**WHAT YOU NEED TO DO:**
Extract all records. Keep each one exact.

************

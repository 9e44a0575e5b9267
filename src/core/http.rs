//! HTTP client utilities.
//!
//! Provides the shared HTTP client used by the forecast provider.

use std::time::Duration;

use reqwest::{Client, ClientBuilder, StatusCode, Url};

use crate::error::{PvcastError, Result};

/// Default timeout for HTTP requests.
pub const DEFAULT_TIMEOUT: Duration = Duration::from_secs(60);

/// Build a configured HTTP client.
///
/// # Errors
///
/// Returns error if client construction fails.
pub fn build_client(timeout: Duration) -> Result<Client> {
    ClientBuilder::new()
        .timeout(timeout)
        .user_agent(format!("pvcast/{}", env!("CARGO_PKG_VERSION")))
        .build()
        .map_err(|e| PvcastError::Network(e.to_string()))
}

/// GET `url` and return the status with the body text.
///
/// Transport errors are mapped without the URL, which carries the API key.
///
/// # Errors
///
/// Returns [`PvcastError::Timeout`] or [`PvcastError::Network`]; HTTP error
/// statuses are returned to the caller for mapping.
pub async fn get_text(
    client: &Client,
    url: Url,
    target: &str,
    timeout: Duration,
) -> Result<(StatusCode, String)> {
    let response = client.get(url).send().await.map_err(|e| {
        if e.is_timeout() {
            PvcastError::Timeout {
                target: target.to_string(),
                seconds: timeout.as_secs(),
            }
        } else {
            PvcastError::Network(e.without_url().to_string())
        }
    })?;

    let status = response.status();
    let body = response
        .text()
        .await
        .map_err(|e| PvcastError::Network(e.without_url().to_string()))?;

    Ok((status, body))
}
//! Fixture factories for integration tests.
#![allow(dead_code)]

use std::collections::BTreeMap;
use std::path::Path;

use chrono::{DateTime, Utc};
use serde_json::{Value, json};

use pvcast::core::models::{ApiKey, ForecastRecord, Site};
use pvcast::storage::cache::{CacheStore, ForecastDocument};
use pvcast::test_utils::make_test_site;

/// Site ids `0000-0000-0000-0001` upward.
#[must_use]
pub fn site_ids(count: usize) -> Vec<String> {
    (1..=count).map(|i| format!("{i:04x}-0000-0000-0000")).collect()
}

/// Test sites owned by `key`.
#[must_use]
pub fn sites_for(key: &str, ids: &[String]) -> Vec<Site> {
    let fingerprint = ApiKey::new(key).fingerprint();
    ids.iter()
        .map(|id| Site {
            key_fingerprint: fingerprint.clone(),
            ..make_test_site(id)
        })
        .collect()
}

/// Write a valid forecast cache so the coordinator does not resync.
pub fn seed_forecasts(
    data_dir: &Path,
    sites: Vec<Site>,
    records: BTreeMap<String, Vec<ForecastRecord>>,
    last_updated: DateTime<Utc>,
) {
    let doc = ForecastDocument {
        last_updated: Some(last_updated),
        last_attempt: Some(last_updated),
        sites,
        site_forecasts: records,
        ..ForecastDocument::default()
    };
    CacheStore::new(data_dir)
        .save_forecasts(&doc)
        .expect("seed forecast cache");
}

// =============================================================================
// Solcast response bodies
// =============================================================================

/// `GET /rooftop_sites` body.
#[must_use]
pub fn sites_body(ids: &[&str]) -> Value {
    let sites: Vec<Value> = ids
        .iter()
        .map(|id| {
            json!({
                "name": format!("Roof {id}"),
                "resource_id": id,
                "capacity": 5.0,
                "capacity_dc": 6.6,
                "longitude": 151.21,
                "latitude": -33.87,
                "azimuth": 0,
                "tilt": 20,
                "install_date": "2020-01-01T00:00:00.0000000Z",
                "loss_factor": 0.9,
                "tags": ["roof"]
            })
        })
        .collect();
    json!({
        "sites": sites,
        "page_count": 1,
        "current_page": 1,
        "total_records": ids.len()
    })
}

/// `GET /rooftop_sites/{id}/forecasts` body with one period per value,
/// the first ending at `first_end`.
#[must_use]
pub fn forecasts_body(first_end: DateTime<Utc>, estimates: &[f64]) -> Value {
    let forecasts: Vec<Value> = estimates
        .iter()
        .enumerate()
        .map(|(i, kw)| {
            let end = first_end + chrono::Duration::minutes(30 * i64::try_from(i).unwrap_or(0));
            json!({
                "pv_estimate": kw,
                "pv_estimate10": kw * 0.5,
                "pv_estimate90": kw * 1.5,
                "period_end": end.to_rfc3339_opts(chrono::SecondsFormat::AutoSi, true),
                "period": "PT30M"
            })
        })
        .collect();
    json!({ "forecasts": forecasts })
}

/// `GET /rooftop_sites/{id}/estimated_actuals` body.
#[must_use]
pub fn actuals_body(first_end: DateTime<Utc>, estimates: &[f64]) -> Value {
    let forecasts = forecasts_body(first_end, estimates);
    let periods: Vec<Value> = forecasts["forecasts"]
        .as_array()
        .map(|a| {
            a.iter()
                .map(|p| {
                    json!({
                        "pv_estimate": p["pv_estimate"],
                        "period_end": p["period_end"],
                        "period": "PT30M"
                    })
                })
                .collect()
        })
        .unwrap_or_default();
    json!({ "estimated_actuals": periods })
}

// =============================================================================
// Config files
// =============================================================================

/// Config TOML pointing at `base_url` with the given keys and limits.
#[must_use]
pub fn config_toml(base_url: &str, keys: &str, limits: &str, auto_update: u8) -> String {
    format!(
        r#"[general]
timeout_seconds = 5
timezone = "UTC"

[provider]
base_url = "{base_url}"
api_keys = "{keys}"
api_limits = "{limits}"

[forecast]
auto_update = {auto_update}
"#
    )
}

************

**TASK OUTPUT:**
repository 9e44a0575e5b9267
filename src/core/http.rs
//! HTTP client utilities.
//!
//! Provides the shared HTTP client used by the forecast provider.

use std::time::Duration;

use reqwest::{Client, ClientBuilder, StatusCode, Url};

use crate::error::{PvcastError, Result};

/// Default timeout for HTTP requests.
pub const DEFAULT_TIMEOUT: Duration = Duration::from_secs(60);

/// Build a configured HTTP client.
///
/// # Errors
///
/// Returns error if client construction fails.
pub fn build_client(timeout: Duration) -> Result<Client> {
    ClientBuilder::new()
        .timeout(timeout)
        .user_agent(format!("pvcast/{}", env!("CARGO_PKG_VERSION")))
        .build()
        .map_err(|e| PvcastError::Network(e.to_string()))
}

/// GET `url` and return the status with the body text.
///
/// Transport errors are mapped without the URL, which carries the API key.
///
/// # Errors
///
/// Returns [`PvcastError::Timeout`] or [`PvcastError::Network`]; HTTP error
/// statuses are returned to the caller for mapping.
pub async fn get_text(
    client: &Client,
    url: Url,
    target: &str,
    timeout: Duration,
) -> Result<(StatusCode, String)> {
    let response = client.get(url).send().await.map_err(|e| {
        if e.is_timeout() {
            PvcastError::Timeout {
                target: target.to_string(),
                seconds: timeout.as_secs(),
            }
        } else {
            PvcastError::Network(e.without_url().to_string())
        }
    })?;

    let status = response.status();
    let body = response
        .text()
        .await
        .map_err(|e| PvcastError::Network(e.without_url().to_string()))?;

    Ok((status, body))
}
//! Fixture factories for integration tests.
#![allow(dead_code)]

use std::collections::BTreeMap;
use std::path::Path;

use chrono::{DateTime, Utc};
use serde_json::{Value, json};

use pvcast::core::models::{ApiKey, ForecastRecord, Site};
use pvcast::storage::cache::{CacheStore, ForecastDocument};
use pvcast::test_utils::make_test_site;

/// Site ids `0000-0000-0000-0001` upward.
#[must_use]
pub fn site_ids(count: usize) -> Vec<String> {
    (1..=count).map(|i| format!("{i:04x}-0000-0000-0000")).collect()
}

/// Test sites owned by `key`.
#[must_use]
pub fn sites_for(key: &str, ids: &[String]) -> Vec<Site> {
    let fingerprint = ApiKey::new(key).fingerprint();
    ids.iter()
        .map(|id| Site {
            key_fingerprint: fingerprint.clone(),
            ..make_test_site(id)
        })
        .collect()
}

/// Write a valid forecast cache so the coordinator does not resync.
pub fn seed_forecasts(
    data_dir: &Path,
    sites: Vec<Site>,
    records: BTreeMap<String, Vec<ForecastRecord>>,
    last_updated: DateTime<Utc>,
) {
    let doc = ForecastDocument {
        last_updated: Some(last_updated),
        last_attempt: Some(last_updated),
        sites,
        site_forecasts: records,
        ..ForecastDocument::default()
    };
    CacheStore::new(data_dir)
        .save_forecasts(&doc)
        .expect("seed forecast cache");
}

// =============================================================================
// Solcast response bodies
// =============================================================================

/// `GET /rooftop_sites` body.
#[must_use]
pub fn sites_body(ids: &[&str]) -> Value {
    let sites: Vec<Value> = ids
        .iter()
        .map(|id| {
            json!({
                "name": format!("Roof {id}"),
                "resource_id": id,
                "capacity": 5.0,
                "capacity_dc": 6.6,
                "longitude": 151.21,
                "latitude": -33.87,
                "azimuth": 0,
                "tilt": 20,
                "install_date": "2020-01-01T00:00:00.0000000Z",
                "loss_factor": 0.9,
                "tags": ["roof"]
            })
        })
        .collect();
    json!({
        "sites": sites,
        "page_count": 1,
        "current_page": 1,
        "total_records": ids.len()
    })
}

/// `GET /rooftop_sites/{id}/forecasts` body with one period per value,
/// the first ending at `first_end`.
#[must_use]
pub fn forecasts_body(first_end: DateTime<Utc>, estimates: &[f64]) -> Value {
    let forecasts: Vec<Value> = estimates
        .iter()
        .enumerate()
        .map(|(i, kw)| {
            let end = first_end + chrono::Duration::minutes(30 * i64::try_from(i).unwrap_or(0));
            json!({
                "pv_estimate": kw,
                "pv_estimate10": kw * 0.5,
                "pv_estimate90": kw * 1.5,
                "period_end": end.to_rfc3339_opts(chrono::SecondsFormat::AutoSi, true),
                "period": "PT30M"
            })
        })
        .collect();
    json!({ "forecasts": forecasts })
}

/// `GET /rooftop_sites/{id}/estimated_actuals` body.
#[must_use]
pub fn actuals_body(first_end: DateTime<Utc>, estimates: &[f64]) -> Value {
    let forecasts = forecasts_body(first_end, estimates);
    let periods: Vec<Value> = forecasts["forecasts"]
        .as_array()
        .map(|a| {
            a.iter()
                .map(|p| {
                    json!({
                        "pv_estimate": p["pv_estimate"],
                        "period_end": p["period_end"],
                        "period": "PT30M"
                    })
                })
                .collect()
        })
        .unwrap_or_default();
    json!({ "estimated_actuals": periods })
}

// =============================================================================
// Config files
// =============================================================================

/// Config TOML pointing at `base_url` with the given keys and limits.
#[must_use]
pub fn config_toml(base_url: &str, keys: &str, limits: &str, auto_update: u8) -> String {
    format!(
        r#"[general]
timeout_seconds = 5
timezone = "UTC"

[provider]
base_url = "{base_url}"
api_keys = "{keys}"
api_limits = "{limits}"

[forecast]
auto_update = {auto_update}
"#
    )
}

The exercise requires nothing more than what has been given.